> [Problem requirements]
Transcribe the entries in full, keeping each word as it is.

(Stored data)
##########

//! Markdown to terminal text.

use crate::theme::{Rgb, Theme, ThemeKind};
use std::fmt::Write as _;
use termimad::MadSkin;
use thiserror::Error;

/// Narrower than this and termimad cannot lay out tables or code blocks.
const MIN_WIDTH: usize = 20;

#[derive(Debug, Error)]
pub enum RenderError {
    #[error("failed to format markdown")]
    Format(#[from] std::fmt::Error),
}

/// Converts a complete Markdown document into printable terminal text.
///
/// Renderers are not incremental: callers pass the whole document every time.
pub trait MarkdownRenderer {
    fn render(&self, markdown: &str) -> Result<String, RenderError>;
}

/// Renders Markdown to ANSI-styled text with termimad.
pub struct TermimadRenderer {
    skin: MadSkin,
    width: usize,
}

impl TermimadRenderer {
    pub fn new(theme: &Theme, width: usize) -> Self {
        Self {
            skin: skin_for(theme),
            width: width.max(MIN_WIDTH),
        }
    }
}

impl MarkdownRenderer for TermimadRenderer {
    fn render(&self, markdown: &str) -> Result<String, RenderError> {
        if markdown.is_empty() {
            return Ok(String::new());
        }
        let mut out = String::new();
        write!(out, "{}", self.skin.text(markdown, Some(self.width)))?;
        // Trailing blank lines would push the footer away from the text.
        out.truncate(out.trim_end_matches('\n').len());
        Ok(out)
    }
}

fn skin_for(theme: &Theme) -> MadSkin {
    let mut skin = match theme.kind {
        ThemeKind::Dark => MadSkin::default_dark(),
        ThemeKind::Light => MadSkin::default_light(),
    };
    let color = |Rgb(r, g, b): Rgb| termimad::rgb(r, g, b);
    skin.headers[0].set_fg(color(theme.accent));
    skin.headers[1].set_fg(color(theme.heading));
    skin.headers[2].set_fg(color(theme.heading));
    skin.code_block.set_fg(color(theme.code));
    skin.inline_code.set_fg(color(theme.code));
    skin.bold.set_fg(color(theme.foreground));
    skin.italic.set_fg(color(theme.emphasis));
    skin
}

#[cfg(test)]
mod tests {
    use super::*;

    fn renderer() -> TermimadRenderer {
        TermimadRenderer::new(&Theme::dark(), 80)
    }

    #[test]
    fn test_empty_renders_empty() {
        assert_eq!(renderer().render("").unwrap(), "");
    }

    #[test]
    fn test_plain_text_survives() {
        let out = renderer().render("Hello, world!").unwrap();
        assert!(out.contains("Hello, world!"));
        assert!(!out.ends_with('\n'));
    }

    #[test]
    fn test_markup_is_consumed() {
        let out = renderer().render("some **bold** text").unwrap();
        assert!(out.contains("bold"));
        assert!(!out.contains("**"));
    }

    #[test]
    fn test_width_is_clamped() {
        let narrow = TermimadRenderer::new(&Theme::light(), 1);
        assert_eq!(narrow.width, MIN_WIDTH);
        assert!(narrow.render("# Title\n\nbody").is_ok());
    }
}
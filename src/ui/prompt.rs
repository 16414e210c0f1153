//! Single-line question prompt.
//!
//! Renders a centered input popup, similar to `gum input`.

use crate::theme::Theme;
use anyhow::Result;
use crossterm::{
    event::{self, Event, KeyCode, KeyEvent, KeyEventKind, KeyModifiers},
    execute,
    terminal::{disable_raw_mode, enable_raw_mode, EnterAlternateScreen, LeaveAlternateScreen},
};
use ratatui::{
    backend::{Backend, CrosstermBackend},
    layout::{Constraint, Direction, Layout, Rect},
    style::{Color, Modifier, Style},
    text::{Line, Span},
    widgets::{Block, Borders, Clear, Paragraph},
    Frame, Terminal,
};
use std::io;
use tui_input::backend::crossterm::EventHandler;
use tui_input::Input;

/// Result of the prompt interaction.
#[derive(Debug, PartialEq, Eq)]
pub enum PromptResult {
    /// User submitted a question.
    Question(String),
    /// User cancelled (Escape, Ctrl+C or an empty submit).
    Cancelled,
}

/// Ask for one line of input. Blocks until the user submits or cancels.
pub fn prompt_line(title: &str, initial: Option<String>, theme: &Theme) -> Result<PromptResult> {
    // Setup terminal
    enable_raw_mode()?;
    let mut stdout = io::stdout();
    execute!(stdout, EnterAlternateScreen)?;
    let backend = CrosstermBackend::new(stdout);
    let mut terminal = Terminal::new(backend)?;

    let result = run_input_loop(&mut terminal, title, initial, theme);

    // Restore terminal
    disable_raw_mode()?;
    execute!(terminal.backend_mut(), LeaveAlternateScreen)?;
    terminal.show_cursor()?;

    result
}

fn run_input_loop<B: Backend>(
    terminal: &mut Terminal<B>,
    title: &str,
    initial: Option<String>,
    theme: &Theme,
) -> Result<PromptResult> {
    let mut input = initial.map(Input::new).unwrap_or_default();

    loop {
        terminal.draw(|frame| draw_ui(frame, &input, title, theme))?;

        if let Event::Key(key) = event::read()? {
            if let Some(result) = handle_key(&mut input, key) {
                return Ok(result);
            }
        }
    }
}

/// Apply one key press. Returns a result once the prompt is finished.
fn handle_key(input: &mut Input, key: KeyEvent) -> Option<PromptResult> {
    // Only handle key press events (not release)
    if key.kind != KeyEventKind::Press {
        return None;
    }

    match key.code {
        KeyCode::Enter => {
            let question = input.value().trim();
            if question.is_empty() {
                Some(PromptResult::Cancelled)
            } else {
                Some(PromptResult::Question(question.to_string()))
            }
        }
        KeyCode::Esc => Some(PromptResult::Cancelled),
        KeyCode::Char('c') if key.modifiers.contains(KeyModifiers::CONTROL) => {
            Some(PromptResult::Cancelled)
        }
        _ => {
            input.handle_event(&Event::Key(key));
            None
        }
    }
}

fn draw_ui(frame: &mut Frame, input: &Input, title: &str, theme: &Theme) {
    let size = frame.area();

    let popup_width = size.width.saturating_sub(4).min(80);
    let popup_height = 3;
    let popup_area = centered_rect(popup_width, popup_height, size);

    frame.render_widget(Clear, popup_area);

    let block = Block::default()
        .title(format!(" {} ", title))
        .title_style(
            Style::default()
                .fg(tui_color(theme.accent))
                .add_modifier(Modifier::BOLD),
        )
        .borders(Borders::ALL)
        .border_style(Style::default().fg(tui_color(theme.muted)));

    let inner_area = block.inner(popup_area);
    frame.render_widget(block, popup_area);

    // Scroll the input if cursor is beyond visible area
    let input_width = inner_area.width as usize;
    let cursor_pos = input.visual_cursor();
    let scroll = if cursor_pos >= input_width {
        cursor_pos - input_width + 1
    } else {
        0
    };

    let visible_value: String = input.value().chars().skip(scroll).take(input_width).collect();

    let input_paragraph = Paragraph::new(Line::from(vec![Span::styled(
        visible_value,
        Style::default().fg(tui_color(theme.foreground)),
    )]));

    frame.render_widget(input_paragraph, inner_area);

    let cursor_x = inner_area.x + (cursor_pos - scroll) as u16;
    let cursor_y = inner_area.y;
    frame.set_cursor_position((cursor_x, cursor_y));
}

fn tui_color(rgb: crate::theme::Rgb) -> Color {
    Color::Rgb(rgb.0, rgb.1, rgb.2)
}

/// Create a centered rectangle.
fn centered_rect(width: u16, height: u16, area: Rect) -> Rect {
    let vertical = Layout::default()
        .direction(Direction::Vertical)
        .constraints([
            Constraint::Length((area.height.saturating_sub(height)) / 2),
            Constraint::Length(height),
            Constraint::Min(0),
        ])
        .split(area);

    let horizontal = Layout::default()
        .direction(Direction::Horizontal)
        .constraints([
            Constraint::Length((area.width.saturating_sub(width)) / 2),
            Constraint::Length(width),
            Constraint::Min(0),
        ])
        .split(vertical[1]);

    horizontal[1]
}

##########

> [Response]
//! Markdown to terminal text.

use crate::theme::{Rgb, Theme, ThemeKind};
use std::fmt::Write as _;
use termimad::MadSkin;
use thiserror::Error;

/// Narrower than this and termimad cannot lay out tables or code blocks.
const MIN_WIDTH: usize = 20;

#[derive(Debug, Error)]
pub enum RenderError {
    #[error("failed to format markdown")]
    Format(#[from] std::fmt::Error),
}

/// Converts a complete Markdown document into printable terminal text.
///
/// Renderers are not incremental: callers pass the whole document every time.
pub trait MarkdownRenderer {
    fn render(&self, markdown: &str) -> Result<String, RenderError>;
}

/// Renders Markdown to ANSI-styled text with termimad.
pub struct TermimadRenderer {
    skin: MadSkin,
    width: usize,
}

impl TermimadRenderer {
    pub fn new(theme: &Theme, width: usize) -> Self {
        Self {
            skin: skin_for(theme),
            width: width.max(MIN_WIDTH),
        }
    }
}

impl MarkdownRenderer for TermimadRenderer {
    fn render(&self, markdown: &str) -> Result<String, RenderError> {
        if markdown.is_empty() {
            return Ok(String::new());
        }
        let mut out = String::new();
        write!(out, "{}", self.skin.text(markdown, Some(self.width)))?;
        // Trailing blank lines would push the footer away from the text.
        out.truncate(out.trim_end_matches('\n').len());
        Ok(out)
    }
}

fn skin_for(theme: &Theme) -> MadSkin {
    let mut skin = match theme.kind {
        ThemeKind::Dark => MadSkin::default_dark(),
        ThemeKind::Light => MadSkin::default_light(),
    };
    let color = |Rgb(r, g, b): Rgb| termimad::rgb(r, g, b);
    skin.headers[0].set_fg(color(theme.accent));
    skin.headers[1].set_fg(color(theme.heading));
    skin.headers[2].set_fg(color(theme.heading));
    skin.code_block.set_fg(color(theme.code));
    skin.inline_code.set_fg(color(theme.code));
    skin.bold.set_fg(color(theme.foreground));
    skin.italic.set_fg(color(theme.emphasis));
    skin
}

#[cfg(test)]
mod tests {
    use super::*;

    fn renderer() -> TermimadRenderer {
        TermimadRenderer::new(&Theme::dark(), 80)
    }

    #[test]
    fn test_empty_renders_empty() {
        assert_eq!(renderer().render("").unwrap(), "");
    }

    #[test]
    fn test_plain_text_survives() {
        let out = renderer().render("Hello, world!").unwrap();
        assert!(out.contains("Hello, world!"));
        assert!(!out.ends_with('\n'));
    }

    #[test]
    fn test_markup_is_consumed() {
        let out = renderer().render("some **bold** text").unwrap();
        assert!(out.contains("bold"));
        assert!(!out.contains("**"));
    }

    #[test]
    fn test_width_is_clamped() {
        let narrow = TermimadRenderer::new(&Theme::light(), 1);
        assert_eq!(narrow.width, MIN_WIDTH);
        assert!(narrow.render("# Title\n\nbody").is_ok());
    }
}
filename src/ui/prompt.rs
repository 16414e210c0f1153
//! Single-line question prompt.
//!
//! Renders a centered input popup, similar to `gum input`.

use crate::theme::Theme;
use anyhow::Result;
use crossterm::{
    event::{self, Event, KeyCode, KeyEvent, KeyEventKind, KeyModifiers},
    execute,
    terminal::{disable_raw_mode, enable_raw_mode, EnterAlternateScreen, LeaveAlternateScreen},
};
use ratatui::{
    backend::{Backend, CrosstermBackend},
    layout::{Constraint, Direction, Layout, Rect},
    style::{Color, Modifier, Style},
    text::{Line, Span},
    widgets::{Block, Borders, Clear, Paragraph},
    Frame, Terminal,
};
use std::io;
use tui_input::backend::crossterm::EventHandler;
use tui_input::Input;

/// Result of the prompt interaction.
#[derive(Debug, PartialEq, Eq)]
pub enum PromptResult {
    /// User submitted a question.
    Question(String),
    /// User cancelled (Escape, Ctrl+C or an empty submit).
    Cancelled,
}

/// Ask for one line of input. Blocks until the user submits or cancels.
pub fn prompt_line(title: &str, initial: Option<String>, theme: &Theme) -> Result<PromptResult> {
    // Setup terminal
    enable_raw_mode()?;
    let mut stdout = io::stdout();
    execute!(stdout, EnterAlternateScreen)?;
    let backend = CrosstermBackend::new(stdout);
    let mut terminal = Terminal::new(backend)?;

    let result = run_input_loop(&mut terminal, title, initial, theme);

    // Restore terminal
    disable_raw_mode()?;
    execute!(terminal.backend_mut(), LeaveAlternateScreen)?;
    terminal.show_cursor()?;

    result
}

fn run_input_loop<B: Backend>(
    terminal: &mut Terminal<B>,
    title: &str,
    initial: Option<String>,
    theme: &Theme,
) -> Result<PromptResult> {
    let mut input = initial.map(Input::new).unwrap_or_default();

    loop {
        terminal.draw(|frame| draw_ui(frame, &input, title, theme))?;

        if let Event::Key(key) = event::read()? {
            if let Some(result) = handle_key(&mut input, key) {
                return Ok(result);
            }
        }
    }
}

/// Apply one key press. Returns a result once the prompt is finished.
fn handle_key(input: &mut Input, key: KeyEvent) -> Option<PromptResult> {
    // Only handle key press events (not release)
    if key.kind != KeyEventKind::Press {
        return None;
    }

    match key.code {
        KeyCode::Enter => {
            let question = input.value().trim();
            if question.is_empty() {
                Some(PromptResult::Cancelled)
            } else {
                Some(PromptResult::Question(question.to_string()))
            }
        }
        KeyCode::Esc => Some(PromptResult::Cancelled),
        KeyCode::Char('c') if key.modifiers.contains(KeyModifiers::CONTROL) => {
            Some(PromptResult::Cancelled)
        }
        _ => {
            input.handle_event(&Event::Key(key));
            None
        }
    }
}

fn draw_ui(frame: &mut Frame, input: &Input, title: &str, theme: &Theme) {
    let size = frame.area();

    let popup_width = size.width.saturating_sub(4).min(80);
    let popup_height = 3;
    let popup_area = centered_rect(popup_width, popup_height, size);

    frame.render_widget(Clear, popup_area);

    let block = Block::default()
        .title(format!(" {} ", title))
        .title_style(
            Style::default()
                .fg(tui_color(theme.accent))
                .add_modifier(Modifier::BOLD),
        )
        .borders(Borders::ALL)
        .border_style(Style::default().fg(tui_color(theme.muted)));

    let inner_area = block.inner(popup_area);
    frame.render_widget(block, popup_area);

    // Scroll the input if cursor is beyond visible area
    let input_width = inner_area.width as usize;
    let cursor_pos = input.visual_cursor();
    let scroll = if cursor_pos >= input_width {
        cursor_pos - input_width + 1
    } else {
        0
    };

    let visible_value: String = input.value().chars().skip(scroll).take(input_width).collect();

    let input_paragraph = Paragraph::new(Line::from(vec![Span::styled(
        visible_value,
        Style::default().fg(tui_color(theme.foreground)),
    )]));

    frame.render_widget(input_paragraph, inner_area);

    let cursor_x = inner_area.x + (cursor_pos - scroll) as u16;
    let cursor_y = inner_area.y;
    frame.set_cursor_position((cursor_x, cursor_y));
}

fn tui_color(rgb: crate::theme::Rgb) -> Color {
    Color::Rgb(rgb.0, rgb.1, rgb.2)
}

/// Create a centered rectangle.
fn centered_rect(width: u16, height: u16, area: Rect) -> Rect {
    let vertical = Layout::default()
        .direction(Direction::Vertical)
        .constraints([
            Constraint::Length((area.height.saturating_sub(height)) / 2),
            Constraint::Length(height),
            Constraint::Min(0),
        ])
        .split(area);

    let horizontal = Layout::default()
        .direction(Direction::Horizontal)
        .constraints([
            Constraint::Length((area.width.saturating_sub(width)) / 2),
            Constraint::Length(width),
            Constraint::Min(0),
        ])
        .split(vertical[1]);

    horizontal[1]
}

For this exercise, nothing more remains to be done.